Creo que fue de Boric un comentario que leí sobre el ministro Varela. Decía que hasta ahora solo le conocemos su veta humorística y no mucho más. Esta semana, el responsable de la educación en Chile lo confirmó. En La Tercera ya hablan de las “Varelicosas”, apelativo algo trillado, pero que deja en evidencia al personaje.
Quiso mostrarse como un “liberal”, como un padre “moderno”. Y nos contó lo que a todas luces resultó una anécdota más bien vulgar.Básicamente, que él mismo compra los condones a sus hijos (no sé si porque son tontos o tímidos), pero que no le importa porque ocupan hasta tres por noche, lo que -en opinión de esta alta autoridad estatal- los convierte en unos “campeones”.
¿Tendrán polola estos niños? ¿Serían ellas también catalogadas de “campeonas”? ¿Se sentirían orgullosas tras la confesión de su suegro? Ni me imagino cómo molestarán a partir de hoy a esos infantes incapaces de adquirir preservativos en la farmacia del barrio para protegerse en su lujuria.
El problema se agrava porque tanto la anécdota familiar como la obsesión del ministro por explicarnos su teoría del lucro, sirvieron esta semana de alimento para la movilización estudiantil y supongo que, tras los 100 mil niños en las calles, La Moneda ya tomó nota: las marchas volvieron y para quedarse.
Me contaron que el ministro Varela juega al tenis. Sabrá, entonces, que sus comentarios equivalen a lo que en ese deporte se llama “error no forzado”. O sea, un punto perdido sin mérito alguno para el rival, tal como Larraín tratando de zurdos a los jueces o Valente calificando de mentiroso al gobierno anterior.
Errores de campeones, señor Varela, que suelen presentarse cuando alguien sobreestima su inteligencia, rapidez y agudeza para responder a las impertinencias de los periodistas.
He leído críticas que se centran en el carácter evidentemente machista de la calificación que usted otorgó a sus criaturas sedientas de sexo. También hay otras que apuntan a la señal que representan para efectos de la educación sexual en el país, parte de cuya tarea le corresponde a usted como titular de la cartera.

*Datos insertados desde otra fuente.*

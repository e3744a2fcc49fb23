// tests/reconciliation.rs

use std::sync::Arc;
use std::time::Duration;

use parking_lot::Mutex;
use serde_json::{json, Value};

use action_relay::bus::{BusMessage, LocalBus, MessageBus};
use action_relay::config::{BusConfig, CoordinationConfig};
use action_relay::lifecycle::OperationPhase;
use action_relay::{
    CoordinationManager, CorrelationId, EntityKind, FailureReason, Manager, RequestKind, Result,
};

struct Harness {
    bus: Arc<LocalBus>,
    outbox: Arc<Mutex<Vec<BusMessage>>>,
    coordinator: CoordinationManager,
}

impl Harness {
    async fn start(config: CoordinationConfig) -> Self {
        let bus = Arc::new(LocalBus::new(BusConfig::default()));
        let outbox = Arc::new(Mutex::new(Vec::new()));
        let sink = Arc::clone(&outbox);
        bus.register_route(
            "input",
            Arc::new(move |message: BusMessage| -> Result<()> {
                sink.lock().push(message);
                Ok(())
            }),
        );

        let mut coordinator = CoordinationManager::new(config, BusConfig::default(), bus.clone());
        coordinator.initialize().await.unwrap();
        Self {
            bus,
            outbox,
            coordinator,
        }
    }

    fn dispatch(&self, message: &str) -> CorrelationId {
        self.coordinator
            .dispatch(RequestKind::UserMessage, json!({"message": message}), "input")
            .unwrap()
    }

    fn respond(&self, id: &CorrelationId, data: Option<Value>) {
        let mut payload = json!({"success": true});
        if let Some(data) = data {
            payload["data"] = data;
        }
        self.bus
            .send(BusMessage::new("agent_response", payload).with_correlation_id(id.clone()))
            .unwrap();
    }

    fn fail(&self, id: &CorrelationId, error: &str) {
        self.bus
            .send(
                BusMessage::new("agent_response", json!({"success": false, "error": error}))
                    .with_correlation_id(id.clone()),
            )
            .unwrap();
    }

    fn persist(&self, entity_id: &str, id: Option<&CorrelationId>) {
        let mut record = json!({
            "id": entity_id,
            "question": "hello",
            "timestamp": "2026-01-01T00:00:00Z",
        });
        if let Some(id) = id {
            record["dev_log_details"] = json!({"correlationId": id.as_str()});
        }
        self.bus
            .send(BusMessage::new("knowledge_record_insert", record))
            .unwrap();
    }
}

fn decision(value: &str) -> Value {
    json!({"decision": value, "relevantKnowledge": [{"id": "kb-1"}]})
}

#[tokio::test]
async fn test_notification_before_response_is_patched_late() {
    let harness = Harness::start(CoordinationConfig::default()).await;
    let id = harness.dispatch("first");
    let waiter = harness.coordinator.resolution_of(&id).unwrap();

    harness.persist("r1", Some(&id));
    let entity = harness.coordinator.entity_for(&id).unwrap();
    assert!(entity.decision.is_none());
    assert!(harness.coordinator.placeholders().is_empty());

    harness.respond(&id, Some(decision("D")));
    let entity = harness.coordinator.entity("r1").unwrap();
    assert_eq!(entity.decision, Some(json!("D")));
    assert_eq!(entity.auxiliary, Some(json!([{"id": "kb-1"}])));

    assert!(waiter.await.unwrap().is_success());
    assert!(harness.coordinator.is_untracked(&id));
    assert_eq!(harness.coordinator.stats().late_patches, 1);
}

#[tokio::test]
async fn test_response_before_notification_is_merged() {
    let harness = Harness::start(CoordinationConfig::default()).await;
    let id = harness.dispatch("second");

    harness.respond(&id, Some(decision("D2")));
    assert!(!harness.coordinator.is_pending(&id));
    assert_eq!(
        harness.coordinator.phase(&id),
        Some(OperationPhase::AwaitingNotification)
    );
    assert!(harness.coordinator.placeholders().is_empty());

    harness.persist("r2", Some(&id));
    let entity = harness.coordinator.entity("r2").unwrap();
    assert_eq!(entity.decision, Some(json!("D2")));
    assert!(harness.coordinator.is_untracked(&id));

    // at-least-once delivery: the replay changes nothing
    harness.persist("r2", Some(&id));
    assert_eq!(harness.coordinator.entity("r2").unwrap().decision, Some(json!("D2")));
    let stats = harness.coordinator.stats();
    assert_eq!(stats.merges, 1);
    assert_eq!(stats.duplicate_notifications, 1);
}

#[tokio::test]
async fn test_response_without_data_skips_cache() {
    let harness = Harness::start(CoordinationConfig::default()).await;
    let id = harness.dispatch("third");

    harness.respond(&id, None);
    assert!(harness.coordinator.is_untracked(&id));
    assert_eq!(harness.coordinator.stats().pending_results, 0);

    harness.persist("r3", Some(&id));
    let entity = harness.coordinator.entity("r3").unwrap();
    assert!(entity.decision.is_none());
    assert_eq!(harness.coordinator.stats().merges, 0);
    assert!(harness.coordinator.notices().is_empty());
}

#[tokio::test(start_paused = true)]
async fn test_silent_backend_times_out() {
    let config = CoordinationConfig {
        request_timeout_ms: 1_000,
        sweep_interval_ms: 100,
        ..CoordinationConfig::default()
    };
    let harness = Harness::start(config).await;
    let id = harness.dispatch("fourth");
    let waiter = harness.coordinator.resolution_of(&id).unwrap();
    assert_eq!(harness.coordinator.placeholders().len(), 1);

    tokio::time::sleep(Duration::from_millis(1_250)).await;

    let resolution = waiter.await.unwrap();
    assert_eq!(resolution.failure_reason(), Some(FailureReason::Timeout));
    assert!(harness.coordinator.is_untracked(&id));
    assert!(harness.coordinator.placeholders().is_empty());
    let notices = harness.coordinator.notices();
    assert_eq!(notices.len(), 1);
    assert_eq!(notices[0].reason, FailureReason::Timeout);

    // a reply after the timeout is stale
    harness.respond(&id, Some(decision("late")));
    assert_eq!(harness.coordinator.stats().stale_events, 1);
}

#[tokio::test]
async fn test_concurrent_dispatches_are_independent() {
    let harness = Harness::start(CoordinationConfig::default()).await;
    let first = harness.dispatch("a");
    let second = harness.dispatch("b");
    assert_ne!(first, second);
    assert_eq!(harness.outbox.lock().len(), 2);
    assert_eq!(harness.coordinator.placeholders().len(), 2);

    harness.fail(&first, "rejected");

    assert!(harness.coordinator.is_untracked(&first));
    assert!(harness.coordinator.is_pending(&second));
    assert_eq!(harness.coordinator.placeholders().len(), 1);
    assert_eq!(
        harness.coordinator.placeholders()[0].correlation_id,
        second
    );
    let notices = harness.coordinator.notices();
    assert_eq!(notices[0].reason, FailureReason::Backend);
    assert_eq!(notices[0].message, "rejected");
}

#[tokio::test]
async fn test_stale_and_unrelated_events_are_harmless() {
    let harness = Harness::start(CoordinationConfig::default()).await;
    let id = harness.dispatch("pending");

    harness.respond(&CorrelationId::from("unknown"), Some(decision("x")));
    harness.persist("other", None);

    assert!(harness.coordinator.is_pending(&id));
    assert_eq!(harness.coordinator.entities(EntityKind::ConversationRecord).len(), 1);
    assert!(harness.coordinator.entity("other").unwrap().correlation_id.is_none());
    assert_eq!(harness.coordinator.stats().stale_events, 1);
    assert!(harness.coordinator.notices().is_empty());
}

#[tokio::test]
async fn test_delete_notification_removes_entity() {
    let harness = Harness::start(CoordinationConfig::default()).await;
    harness.persist("gone", None);
    assert!(harness.coordinator.entity("gone").is_some());

    harness
        .bus
        .send(BusMessage::new("knowledge_record_delete", json!({"id": "gone"})))
        .unwrap();
    assert!(harness.coordinator.entity("gone").is_none());
}

#[tokio::test]
async fn test_ambient_updates_reach_session_state() {
    let harness = Harness::start(CoordinationConfig::default()).await;
    harness
        .bus
        .send(BusMessage::new(
            "suggestion_update",
            json!({"suggestions": ["try this"], "isLoadingSuggestions": false}),
        ))
        .unwrap();

    let ambient = harness.coordinator.ambient();
    assert_eq!(ambient.suggestions, vec![json!("try this")]);
    assert_eq!(harness.coordinator.stats().ambient_updates, 1);
}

Pero yo le voy a sumar dos calificativos más simples y directos. Lo suyo no fue una “frase innecesaria”, sino un chiste fome y ordinario. Asuma mejor su rol político, deje de pensar que nos hace un favor con su presencia y trabaje como hormiga y en silencio por generar los consensos que requiere la educación. Si no, lo suyo va a durar poco.